(Stored data entries)
★ ★ ★ ★ ★

//! Scene composition: the ordered draw list for the globe view.
//!
//! Everything here is computed once at build time; the only per-frame
//! work is [`GlobeScene::tick`], which advances the rotation state machine
//! and copies the body/glow angles onto the rotating layers.

use std::path::PathBuf;

use engine_core::Color;
use glam::Vec3;

use globe::{
    generate_starfield, ConnectionGraph, Edge, Location, RotationController, RotationMode,
};

use crate::camera::OrbitCamera;
use crate::material::Material;
use crate::vertex::{point_vertices, PointVertex};

// Scene palette, shared by shells, lines, and lights.
const SKY_BLUE: Color = Color::rgb(0x60, 0xA5, 0xFA);
const EMERALD: Color = Color::rgb(0x34, 0xD3, 0x99);

/// The decorative star background.
#[derive(Debug, Clone)]
pub struct PointCloud {
    pub vertices: Vec<PointVertex>,
    pub point_size: f32,
    pub opacity: f32,
}

/// A translucent backface-rendered sphere layered around the globe.
#[derive(Debug, Clone)]
pub struct Shell {
    pub radius: f32,
    pub segments: u32,
    pub color: Color,
    pub opacity: f32,
    /// Y rotation in radians; only the outer glow shell animates.
    pub yaw: f32,
}

impl Shell {
    fn new(radius: f32, color: Color, opacity: f32) -> Self {
        Self {
            radius,
            segments: 32,
            color,
            opacity,
            yaw: 0.0,
        }
    }
}

/// The opaque globe sphere.
#[derive(Debug, Clone)]
pub struct GlobeBody {
    pub radius: f32,
    pub segments: u32,
    pub material: Material,
    /// Y rotation in radians, driven by the rotation controller.
    pub yaw: f32,
}

/// One connection line layer, flattened into a single polyline.
#[derive(Debug, Clone)]
pub struct Polyline {
    pub vertices: Vec<PointVertex>,
    pub width: f32,
    pub opacity: f32,
}

/// A location marker: a small emissive core inside concentric glow halos.
#[derive(Debug, Clone)]
pub struct Marker {
    pub position: Vec3,
    pub color: Color,
}

impl Marker {
    /// Radius at which markers sit above the surface.
    pub const SURFACE_RADIUS: f32 = 1.05;
    /// Concentric halo spheres, outermost first: (radius, opacity).
    pub const HALOS: [(f32, f32); 3] = [(0.08, 0.1), (0.05, 0.2), (0.03, 0.4)];
    /// Solid emissive core.
    pub const CORE_RADIUS: f32 = 0.02;
    pub const CORE_EMISSIVE_INTENSITY: f32 = 0.5;
}

/// A text label floating above its marker.
#[derive(Debug, Clone)]
pub struct Label {
    pub position: Vec3,
    pub text: String,
    pub color: Color,
    pub font_size: f32,
    /// White outline width for legibility against the globe.
    pub outline_width: f32,
}

impl Label {
    /// Vertical offset above the marker.
    pub const OFFSET: f32 = 0.15;
    pub const FONT_SIZE: f32 = 0.05;
    pub const OUTLINE_WIDTH: f32 = 0.01;
}

/// The light rig around the globe.
#[derive(Debug, Clone, PartialEq)]
pub enum Light {
    Ambient { color: Color, intensity: f32 },
    Directional { position: Vec3, color: Color, intensity: f32 },
    Point { position: Vec3, color: Color, intensity: f32 },
}

fn default_light_rig() -> Vec<Light> {
    vec![
        Light::Ambient {
            color: Color::WHITE,
            intensity: 0.3,
        },
        Light::Directional {
            position: Vec3::new(2.0, 2.0, 2.0),
            color: Color::WHITE,
            intensity: 1.5,
        },
        Light::Point {
            position: Vec3::new(-2.0, -2.0, -2.0),
            color: SKY_BLUE,
            intensity: 0.8,
        },
        Light::Point {
            position: Vec3::new(0.0, 0.0, 3.0),
            color: EMERALD,
            intensity: 0.5,
        },
    ]
}

/// One entry of the back-to-front draw list.
#[derive(Debug)]
pub enum DrawNode<'a> {
    Stars(&'a PointCloud),
    Shell(&'a Shell),
    Body(&'a GlobeBody),
    Lines(&'a Polyline),
    Marker(&'a Marker),
    Label(&'a Label),
}

/// Build-time parameters for the scene.
#[derive(Debug, Clone)]
pub struct SceneParams {
    pub star_count: usize,
    pub star_inner_radius: f32,
    pub star_outer_radius: f32,
    pub star_seed: u64,
    /// Optional globe texture; any load failure falls back to a flat
    /// material without blocking the scene.
    pub texture_path: Option<PathBuf>,
    pub rotation_increment: f32,
    pub cooldown_seconds: f64,
}

impl Default for SceneParams {
    fn default() -> Self {
        Self {
            star_count: 200,
            star_inner_radius: 5.0,
            star_outer_radius: 15.0,
            star_seed: 0,
            texture_path: None,
            rotation_increment: RotationController::DEFAULT_INCREMENT,
            cooldown_seconds: RotationController::DEFAULT_COOLDOWN_SECONDS,
        }
    }
}

/// The fully composed globe scene.
///
/// Geometry is immutable after `build`; pointer handlers record intent on
/// the rotation controller and `tick` is the only mutator of the animated
/// angles.
#[derive(Debug, Clone)]
pub struct GlobeScene {
    pub starfield: PointCloud,
    pub outer_glow: Shell,
    pub middle_glow: Shell,
    pub body: GlobeBody,
    pub atmosphere: Shell,
    pub standard_lines: Polyline,
    pub glow_lines: Polyline,
    pub markers: Vec<Marker>,
    pub labels: Vec<Label>,
    pub lights: Vec<Light>,
    pub camera: OrbitCamera,
    rotation: RotationController,
}

impl GlobeScene {
    /// Compose the scene from a catalog and edge lists.
    pub fn build(
        catalog: &[Location],
        standard_edges: &[Edge],
        glow_edges: &[Edge],
        params: &SceneParams,
    ) -> Self {
        let stars = generate_starfield(
            params.star_count,
            params.star_inner_radius,
            params.star_outer_radius,
            params.star_seed,
        );
        let graph = ConnectionGraph::build(catalog, standard_edges, glow_edges);

        let markers: Vec<Marker> = catalog
            .iter()
            .map(|loc| Marker {
                position: globe::project(loc.lat, loc.lng, Marker::SURFACE_RADIUS),
                color: loc.color,
            })
            .collect();
        let labels: Vec<Label> = catalog
            .iter()
            .zip(&markers)
            .map(|(loc, marker)| Label {
                position: marker.position + Vec3::Y * Label::OFFSET,
                text: loc.name.clone(),
                color: loc.color,
                font_size: Label::FONT_SIZE,
                outline_width: Label::OUTLINE_WIDTH,
            })
            .collect();

        Self {
            starfield: PointCloud {
                vertices: point_vertices(&stars, Color::WHITE, 0.8),
                point_size: 0.02,
                opacity: 0.8,
            },
            outer_glow: Shell::new(1.08, SKY_BLUE, 0.15),
            middle_glow: Shell::new(1.04, EMERALD, 0.10),
            body: GlobeBody {
                radius: 1.0,
                segments: 64,
                material: Material::globe_or_fallback(params.texture_path.as_deref()),
                yaw: 0.0,
            },
            atmosphere: Shell::new(1.01, SKY_BLUE, 0.20),
            standard_lines: Polyline {
                vertices: point_vertices(graph.standard_points(), Color::WHITE, 0.9),
                width: 3.0,
                opacity: 0.9,
            },
            glow_lines: Polyline {
                vertices: point_vertices(graph.glow_points(), SKY_BLUE, 0.6),
                width: 5.0,
                opacity: 0.6,
            },
            markers,
            labels,
            lights: default_light_rig(),
            camera: OrbitCamera::new(),
            rotation: RotationController::new(
                params.rotation_increment,
                params.cooldown_seconds,
            ),
        }
    }

    /// The draw list, back-to-front for correct alpha blending.
    pub fn draw_list(&self) -> Vec<DrawNode<'_>> {
        let mut nodes = Vec::with_capacity(7 + self.markers.len() + self.labels.len());
        nodes.push(DrawNode::Stars(&self.starfield));
        nodes.push(DrawNode::Shell(&self.outer_glow));
        nodes.push(DrawNode::Shell(&self.middle_glow));
        nodes.push(DrawNode::Body(&self.body));
        nodes.push(DrawNode::Shell(&self.atmosphere));
        nodes.push(DrawNode::Lines(&self.standard_lines));
        nodes.push(DrawNode::Lines(&self.glow_lines));
        for marker in &self.markers {
            nodes.push(DrawNode::Marker(marker));
        }
        for label in &self.labels {
            nodes.push(DrawNode::Label(label));
        }
        nodes
    }

    /// Pointer pressed on the visualization region.
    pub fn pointer_down(&mut self) {
        self.rotation.pointer_down();
    }

    /// Pointer released or left the region at time `now` (seconds).
    pub fn pointer_released(&mut self, now: f64) {
        self.rotation.pointer_released(now);
    }

    /// Advance one animation frame at time `now` (seconds). Sole mutator
    /// of the rotating layers.
    pub fn tick(&mut self, now: f64) {
        self.rotation.tick(now);
        self.body.yaw = self.rotation.angle();
        self.outer_glow.yaw = self.rotation.glow_angle();
    }

    /// Current rotation mode, for hosts that want to surface it.
    pub fn rotation_mode(&self) -> RotationMode {
        self.rotation.mode()
    }

    /// Total points across the star and line buffers.
    pub fn point_count(&self) -> usize {
        self.starfield.vertices.len()
            + self.standard_lines.vertices.len()
            + self.glow_lines.vertices.len()
    }
}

★ ★ ★ ★ ★

> Work to complete:
Begin at the line above that has "layered around the globe." and stop after the line that has "pub const SURFACE_RADIUS: f32 = 1.05;", copying each line exactly and adding nothing else.

> Answer space:
/// A translucent backface-rendered sphere layered around the globe.
#[derive(Debug, Clone)]
pub struct Shell {
    pub radius: f32,
    pub segments: u32,
    pub color: Color,
    pub opacity: f32,
    /// Y rotation in radians; only the outer glow shell animates.
    pub yaw: f32,
}

impl Shell {
    fn new(radius: f32, color: Color, opacity: f32) -> Self {
        Self {
            radius,
            segments: 32,
            color,
            opacity,
            yaw: 0.0,
        }
    }
}

/// The opaque globe sphere.
#[derive(Debug, Clone)]
pub struct GlobeBody {
    pub radius: f32,
    pub segments: u32,
    pub material: Material,
    /// Y rotation in radians, driven by the rotation controller.
    pub yaw: f32,
}

/// One connection line layer, flattened into a single polyline.
#[derive(Debug, Clone)]
pub struct Polyline {
    pub vertices: Vec<PointVertex>,
    pub width: f32,
    pub opacity: f32,
}

/// A location marker: a small emissive core inside concentric glow halos.
#[derive(Debug, Clone)]
pub struct Marker {
    pub position: Vec3,
    pub color: Color,
}

impl Marker {
    /// Radius at which markers sit above the surface.
    pub const SURFACE_RADIUS: f32 = 1.05;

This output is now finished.